(Stored items)
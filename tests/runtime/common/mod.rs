use once_cell::sync::Lazy;
use stackline::runtime::{
    DebugRuntime, EventHook, FrameMeta, IdentTable, Place, StackVariable, WorkerHandle,
    CLASSES_MARKER,
};
use std::sync::atomic::{AtomicI64, Ordering};
use std::sync::{mpsc, Arc, Mutex};
use std::thread::JoinHandle;
use std::time::{Duration, Instant};

pub type Runtime = Arc<DebugRuntime<i64>>;

/// The identifier table a compiler would emit for the test workload.
pub static IDENTS: &[&str] = &["Main.hx", "Worker.hx", CLASSES_MARKER, "Main", "Worker"];

static TABLE: Lazy<IdentTable> = Lazy::new(|| IdentTable::new(IDENTS));

fn file(name: &str) -> &'static str {
    TABLE.intern_file(name).expect("file in test table")
}

fn class(name: &str) -> &'static str {
    TABLE.intern_class(name).expect("class in test table")
}

pub static MAIN_RUN: Lazy<FrameMeta> = Lazy::new(|| FrameMeta {
    class_name: class("Main"),
    function_name: "run",
    full_name: "Main.run",
    file_name: Some(file("Main.hx")),
    first_line: 10,
});

pub static MAIN_INNER: Lazy<FrameMeta> = Lazy::new(|| FrameMeta {
    class_name: class("Main"),
    function_name: "inner",
    full_name: "Main.inner",
    file_name: Some(file("Main.hx")),
    first_line: 20,
});

pub static MAIN_LEAF: Lazy<FrameMeta> = Lazy::new(|| FrameMeta {
    class_name: class("Main"),
    function_name: "leaf",
    full_name: "Main.leaf",
    file_name: Some(file("Main.hx")),
    first_line: 30,
});

pub static MAIN_GENERATED: Lazy<FrameMeta> = Lazy::new(|| FrameMeta {
    class_name: class("Main"),
    function_name: "gen",
    full_name: "Main.gen",
    file_name: Some("?generated"),
    first_line: 0,
});

pub static WORKER_SPIN: Lazy<FrameMeta> = Lazy::new(|| FrameMeta {
    class_name: class("Worker"),
    function_name: "spin",
    full_name: "Worker.spin",
    file_name: Some(file("Worker.hx")),
    first_line: 5,
});

#[derive(Debug, Clone, PartialEq)]
pub enum Event {
    Stopped { thread: i32, place: Option<Place> },
    Started { thread: i32 },
    Created(i32),
    Terminated(i32),
}

#[derive(Default)]
pub struct EventLog {
    events: Mutex<Vec<Event>>,
}

impl EventLog {
    fn record(&self, event: Event) {
        self.events.lock().unwrap().push(event);
    }

    pub fn snapshot(&self) -> Vec<Event> {
        self.events.lock().unwrap().clone()
    }

    pub fn stops(&self) -> Vec<(i32, Option<Place>)> {
        self.snapshot()
            .into_iter()
            .filter_map(|e| match e {
                Event::Stopped { thread, place } => Some((thread, place)),
                _ => None,
            })
            .collect()
    }

    /// Poll until the predicate holds for the recorded events.
    pub fn wait_for<F>(&self, timeout: Duration, pred: F) -> bool
    where
        F: Fn(&[Event]) -> bool,
    {
        let deadline = Instant::now() + timeout;
        loop {
            if pred(&self.events.lock().unwrap()) {
                return true;
            }
            if Instant::now() >= deadline {
                return false;
            }
            std::thread::sleep(Duration::from_millis(2));
        }
    }

    pub fn wait_for_stops(&self, count: usize) -> bool {
        self.wait_for(Duration::from_secs(5), |events| {
            events
                .iter()
                .filter(|e| matches!(e, Event::Stopped { .. }))
                .count()
                >= count
        })
    }
}

pub struct TestHook {
    log: Arc<EventLog>,
}

impl TestHook {
    pub fn new(log: Arc<EventLog>) -> Self {
        Self { log }
    }
}

impl EventHook for TestHook {
    fn on_stop(&self, thread_number: i32, place: Option<Place>) -> anyhow::Result<()> {
        self.log.record(Event::Stopped {
            thread: thread_number,
            place,
        });
        Ok(())
    }

    fn on_resume(&self, thread_number: i32) -> anyhow::Result<()> {
        self.log.record(Event::Started {
            thread: thread_number,
        });
        Ok(())
    }

    fn on_thread_created(&self, thread_number: i32) {
        self.log.record(Event::Created(thread_number));
    }

    fn on_thread_terminated(&self, thread_number: i32) {
        self.log.record(Event::Terminated(thread_number));
    }
}

/// Fresh runtime with a recording hook installed from the calling (debugger)
/// thread. The stop-wait budget is shortened so break-all tests do not sleep
/// for the production two seconds.
pub fn runtime() -> (Runtime, Arc<EventLog>) {
    let rt = DebugRuntime::<i64>::builder(IDENTS)
        .stop_wait(Duration::from_millis(10), 20)
        .build();
    let log = Arc::new(EventLog::default());
    rt.set_event_hook(Arc::new(TestHook::new(log.clone())));
    (rt, log)
}

/// Spawn an instrumented worker thread and hand back its thread number once
/// it is attached.
pub fn spawn_worker<F>(rt: &Runtime, body: F) -> (i32, JoinHandle<()>)
where
    F: FnOnce(&WorkerHandle<i64>) + Send + 'static,
{
    let rt = Arc::clone(rt);
    let (tx, rx) = mpsc::channel();
    let join = std::thread::spawn(move || {
        let handle = rt.attach_current_thread();
        tx.send(handle.thread_number()).unwrap();
        body(&handle);
    });
    (rx.recv().unwrap(), join)
}

/// Local variable backed by a shared cell, the shape generated accessors
/// take for captured locals.
pub fn int_var(name: &'static str, cell: &Arc<AtomicI64>) -> StackVariable<i64> {
    let read = Arc::clone(cell);
    let write = Arc::clone(cell);
    StackVariable::new(
        name,
        move || read.load(Ordering::Relaxed),
        move |value| write.store(value, Ordering::Relaxed),
    )
}

pub fn wait_until<F>(timeout: Duration, pred: F) -> bool
where
    F: Fn() -> bool,
{
    let deadline = Instant::now() + timeout;
    loop {
        if pred() {
            return true;
        }
        if Instant::now() >= deadline {
            return false;
        }
        std::thread::sleep(Duration::from_millis(2));
    }
}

**Directions:**
List the lines of the entries that include "sleep".

**Final answer:**
            std::thread::sleep(Duration::from_millis(2));
/// thread. The stop-wait budget is shortened so break-all tests do not sleep
        std::thread::sleep(Duration::from_millis(2));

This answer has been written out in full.